Se ha vuelto habitual hablar del incremento en el comercio sin darnos cuenta de que sucede en un momento complejísimo en la relación con Estados Unidos. Más allá del monto, las cifras muestran el cambio en la mezcla de lo exportado y lo importado. Aquí algunos datos que intentan dimensionar lo que está sucediendo.

En el primer semestre del año, las exportaciones mexicanas —conforme a las cifras publicadas ayer por el Inegi— sumaron 389,723 millones de dólares, 25% más que el año anterior. Las importaciones, por su parte, fueron de 379,866, mostrando un avance de 22%. El superávit comercial —sin connotación positiva o negativa— fue 9,857 millones de dólares.
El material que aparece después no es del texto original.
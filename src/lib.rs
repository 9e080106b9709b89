//! remindd: a reminder alerting daemon.
//!
//! Reminders live in SQLite and move through a small state machine:
//! Due scan → webhook alert → repeat budget / relentless loop → completion
//!
//! # Architecture
//!
//! The daemon is built from a handful of independent pieces wired together
//! at startup:
//! - **Store**: SQLite persistence for reminders and settings (`rusqlite`)
//! - **Recurrence**: RRULE-style rule parsing and next-occurrence math
//! - **Alert cycle**: the per-tick state machine over due reminders
//! - **Dispatcher**: fire-and-forget webhook delivery via `reqwest`
//! - **Retention**: auto-archive sweep and daily history purge
//! - **Scheduler**: tokio loops driving the three periodic jobs

pub mod actions;
pub mod clock;
pub mod config;
pub mod error;
pub mod model;
pub mod notify;
pub mod recurrence;
pub mod scheduler;
pub mod store;

pub use clock::{Clock, ManualClock, SystemClock};
pub use config::AppConfig;
pub use error::{ReminderError, Result};
pub use model::{
    AlertPolicy, NewReminder, NotifyTargets, Priority, Recurrence, Reminder, compute_next_alert,
};
pub use notify::Dispatcher;
pub use scheduler::{AlertCycle, RetentionJob, Scheduler};
pub use store::ReminderStore;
Solo en junio, la balanza comercial fue 4,089 mdd, con ventas al exterior de 72,551 mdd, un incremento de 34%.

Esas cifras se dan en un entorno comercial incierto, pero del que México ha sabido beneficiarse al mantener la ventaja arancelaria relativa. Es decir, con todo y que Estados Unidos decidió no extender el TMEC por otros 16 años y mantener revisiones anuales —decisión que puede cambiar en cualquier momento— y a pesar de que los aranceles se volvieron el instrumento cotidiano de la negociación, el comercio crece a tasas pocas veces vistas.
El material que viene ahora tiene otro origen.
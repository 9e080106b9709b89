//! SQLite DDL for the reminder store.
//!
//! All `CREATE TABLE` statements live here so they are reviewable and
//! testable in isolation.

use rusqlite::Connection;

/// Current schema version stamped into `schema_meta`.
pub(crate) const CURRENT_SCHEMA_VERSION: u32 = 1;

/// Complete DDL for the reminder database.
///
/// Uses `IF NOT EXISTS` throughout so `apply_schema` is idempotent.
pub(crate) const SCHEMA_SQL: &str = r#"
-- Enable WAL mode for concurrent reads during writes.
PRAGMA journal_mode = WAL;

-- Schema version tracking.
CREATE TABLE IF NOT EXISTS schema_meta (
    key   TEXT PRIMARY KEY,
    value TEXT NOT NULL
);

-- Reminders. Datetimes are RFC 3339 TEXT in UTC.
CREATE TABLE IF NOT EXISTS reminders (
    id                            INTEGER PRIMARY KEY AUTOINCREMENT,
    text                          TEXT NOT NULL,
    priority                      INTEGER NOT NULL DEFAULT 2,   -- 1 high, 2 medium, 3 low
    due_datetime                  TEXT NOT NULL,
    recipient                     TEXT,
    alert_lead_time_value         INTEGER NOT NULL DEFAULT 0,
    alert_lead_time_unit          TEXT NOT NULL DEFAULT 'minutes',
    alert_repeat_additional_count INTEGER NOT NULL DEFAULT 0,
    alert_repeat_interval_minutes INTEGER NOT NULL DEFAULT 5,
    recurrence_rule               TEXT,                         -- NULL/'none' = one-shot
    recurrence_dtstart            TEXT,                         -- set iff a rule is present
    recurrence_end_date           TEXT,                         -- ISO date, inclusive bound
    is_relentless                 INTEGER NOT NULL DEFAULT 0,
    relentless_confirm_token      TEXT,
    snooze_count                  INTEGER NOT NULL DEFAULT 0,
    nudge_token                   TEXT,
    notify_home_assistant_url     TEXT,
    notify_ntfy_url               TEXT,
    notify_gotify_url             TEXT,
    next_alert_datetime           TEXT,                         -- NULL once archived
    alerts_sent_count             INTEGER NOT NULL DEFAULT 0,
    is_archived                   INTEGER NOT NULL DEFAULT 0,
    created_at                    TEXT NOT NULL,
    updated_at                    TEXT NOT NULL
);

-- The alert tick scans by next alert; the purge scans archived rows.
CREATE INDEX IF NOT EXISTS idx_reminders_next_alert ON reminders(is_archived, next_alert_datetime);
CREATE INDEX IF NOT EXISTS idx_reminders_archived_updated ON reminders(is_archived, updated_at);
CREATE INDEX IF NOT EXISTS idx_reminders_nudge_token ON reminders(nudge_token);
CREATE INDEX IF NOT EXISTS idx_reminders_confirm_token ON reminders(relentless_confirm_token);

-- Free-form settings (retention window override lives here).
CREATE TABLE IF NOT EXISTS settings (
    key   TEXT PRIMARY KEY,
    value TEXT NOT NULL
);
"#;

/// Apply the full schema to an open connection.
///
/// Safe to call multiple times. Seeds the schema version on a fresh
/// database.
pub(crate) fn apply_schema(conn: &Connection) -> rusqlite::Result<()> {
    conn.execute_batch(SCHEMA_SQL)?;

    conn.execute(
        "INSERT OR IGNORE INTO schema_meta (key, value) VALUES ('schema_version', ?1)",
        rusqlite::params![CURRENT_SCHEMA_VERSION.to_string()],
    )?;

    Ok(())
}

/// Read the current schema version from the database.
pub(crate) fn read_schema_version(conn: &Connection) -> rusqlite::Result<Option<u32>> {
    let mut stmt = conn.prepare("SELECT value FROM schema_meta WHERE key = 'schema_version'")?;
    let mut rows = stmt.query([])?;
    match rows.next()? {
        Some(row) => {
            let value: String = row.get(0)?;
            Ok(value.parse().ok())
        }
        None => Ok(None),
    }
}
//! The transient mapping path.
//!
//! [`filter_mirror`] produces a single interception handle + mirror binding
//! pair without registering anything in a long-lived registry — for one-off
//! projections, such as projecting one element of a collection on demand.
//! The caller holds the returned pieces and tears them down manually.

use crate::{
    FieldMappings, MirrorHandler, MirrorOptions, PatchCallback, ProxyManager, SourceOps,
    SourceProxy,
};
use serde_json::Value;
use std::fmt;
use std::hash::Hash;
use std::sync::{Arc, Mutex, MutexGuard};

struct MappingInner<K> {
    source: Value,
    handler: MirrorHandler<K>,
}

/// A registry-free binding of one source to exactly one mirror.
///
/// Implements the same mutation entry points as the registry, scoped to its
/// single binding. Cloning shares state, which is how the interception layer
/// holds it.
pub struct MappingHandler<K> {
    inner: Arc<Mutex<MappingInner<K>>>,
}

impl<K> Clone for MappingHandler<K> {
    fn clone(&self) -> Self {
        Self {
            inner: Arc::clone(&self.inner),
        }
    }
}

impl<K> MappingHandler<K> {
    /// Wrap a source and an already-constructed binding.
    pub fn new(source: Value, handler: MirrorHandler<K>) -> Self {
        Self {
            inner: Arc::new(Mutex::new(MappingInner { source, handler })),
        }
    }

    fn lock(&self) -> MutexGuard<'_, MappingInner<K>> {
        self.inner.lock().unwrap()
    }

    /// Snapshot of the current source document.
    pub fn source(&self) -> Value {
        self.lock().source.clone()
    }

    /// Read one source field.
    pub fn get(&self, field: &str) -> Option<Value> {
        self.lock().source.get(field).cloned()
    }

    /// Snapshot of the current mirror document.
    pub fn mirror(&self) -> Value {
        self.lock().handler.mirror().clone()
    }

    /// Apply `field = value` to the source and the bound mirror.
    pub fn set_field(&self, field: &str, value: Value) {
        let mut guard = self.lock();
        let MappingInner { source, handler } = &mut *guard;
        if let Some(obj) = source.as_object_mut() {
            obj.insert(field.to_owned(), value.clone());
        }
        handler.run_set_operation(field, &value);
    }

    /// Delete `field` from the source and the bound mirror.
    pub fn delete_field(&self, field: &str) {
        let mut guard = self.lock();
        let MappingInner { source, handler } = &mut *guard;
        if let Some(obj) = source.as_object_mut() {
            obj.remove(field);
        }
        handler.run_delete_operation(field);
    }

    /// Announce an out-of-band mutation of nested source state.
    pub fn descendant_changed(&self) {
        let mut guard = self.lock();
        let MappingInner { source, handler } = &mut *guard;
        handler.descendant_changed(source);
    }
}

impl<K: 'static> SourceOps for MappingHandler<K> {
    fn snapshot(&self) -> Value {
        self.source()
    }

    fn get(&self, field: &str) -> Option<Value> {
        self.get(field)
    }

    fn set_field(&self, field: &str, value: Value) {
        self.set_field(field, value);
    }

    fn delete_field(&self, field: &str) {
        self.delete_field(field);
    }

    fn descendant_changed(&self) {
        self.descendant_changed();
    }
}

impl<K> fmt::Debug for MappingHandler<K> {
    fn fmt(&self, f: &mut fmt::Formatter<'_>) -> fmt::Result {
        f.debug_struct("MappingHandler").finish_non_exhaustive()
    }
}

/// Everything [`filter_mirror`] hands back: the interception handle, the
/// populated mirror, and the binding itself for inspection or teardown.
#[derive(Debug)]
pub struct FilteredMirror<K> {
    /// Drop-in substitute for the source; writes propagate to the mirror.
    pub proxy: SourceProxy<K>,
    /// The mirror as populated at creation time.
    pub mirror: Value,
    /// The binding, for later snapshots or manual teardown.
    pub mapping: MappingHandler<K>,
}

/// Project `source` through `mappings` into a single ad-hoc mirror.
///
/// Constructs one binding directly — no registry — obtains its mirror, and
/// caches one interception handle for `key` in `proxies` bound to this
/// binding. Infallible: the contract is supplied directly rather than
/// resolved. Teardown is the caller's job via [`ProxyManager::remove_key`].
///
/// # Examples
///
/// ```
/// use mirror_state::{filter_mirror, FieldMappings, ProxyManager};
/// use serde_json::json;
///
/// let proxies = ProxyManager::new();
/// let filtered = filter_mirror(
///     json!({"name": "a", "secret": 1}),
///     FieldMappings::new().pass("name"),
///     "item-0",
///     &proxies,
///     None,
/// );
///
/// assert_eq!(filtered.mirror, json!({"name": "a"}));
/// filtered.proxy.set("name", "b");
/// assert_eq!(filtered.mapping.mirror(), json!({"name": "b"}));
/// ```
pub fn filter_mirror<K: Clone + Eq + Hash + fmt::Debug + 'static>(
    source: Value,
    mappings: FieldMappings,
    key: K,
    proxies: &ProxyManager<K>,
    patch_callback: Option<PatchCallback>,
) -> FilteredMirror<K> {
    let mut options = MirrorOptions::new();
    options.patch_callback = patch_callback;

    let handler = MirrorHandler::new(key.clone(), &source, mappings, options);
    let mirror = handler.mirror().clone();
    let mapping = MappingHandler::new(source, handler);
    let proxy = proxies.get_proxy(key, Arc::new(mapping.clone()));

    FilteredMirror {
        proxy,
        mirror,
        mapping,
    }
}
Las cifras del Inegi muestran que el impulso viene de las manufacturas eléctricas y electrónicas. Vale la pena desglosar un poco más ese renglón. Según un reporte de S&P Global Market Intelligence, en el semestre México exportó 82,900 millones de dólares en servidores informáticos —el equipo que alimenta los centros de datos— frente a 74,800 mdd en automóviles y autopartes. Los 8,100 mdd de diferencia marcan el momento en el que un nuevo sector rebasó al que definió nuestra identidad exportadora en el último par de décadas. En 12 meses, esas ventas, las correspondientes a electrónicos, crecieron 172.1%. De ellas, 94% fue a parar a Estados Unidos.

La composición de la balanza comercial está cambiando frente a nuestros ojos y representa una oportunidad que México no debería dejar pasar. El nearshoring está reviviendo, pero no de la manera en la que lo imaginábamos hace unos años cuando el término estaba de moda.

Algunos temas en los que hay que poner el ojo. México le ha comprado a Taiwán en lo que va del año cerca de 36 mmdd, un incremento de más de 230% frente al año anterior. Buena parte de lo que exportamos, lo importamos primero. Agregar valor debe ser la prioridad.

El consumo eléctrico de los centros de datos, según S&P Global, podría más que duplicarse entre 2026 y 2030. La red que tiene México en este momento apenas alcanza para la demanda actual. Sin mayor capacidad energética, no habrá manera de capturar esa ventana de oportunidad.

¿Qué hacer para que este ciclo comercial deje algo más que aduanas rebasadas? De entrada, habría que replantearse el monopolio estatal en la distribución y transmisión eléctrica. Es momento de abrirse a esquemas diferentes de inversión, no hay demasiado tiempo para pensarlo antes de que la ventana se cierre.

Lo demás, ya lo conocemos. Certidumbre para la inversión. Agregaría un componente adicional: asertividad. Que el gobierno se atreva a proponer y a aceptar esquemas distintos que permitan a México detonar inversión. El tiempo apremia.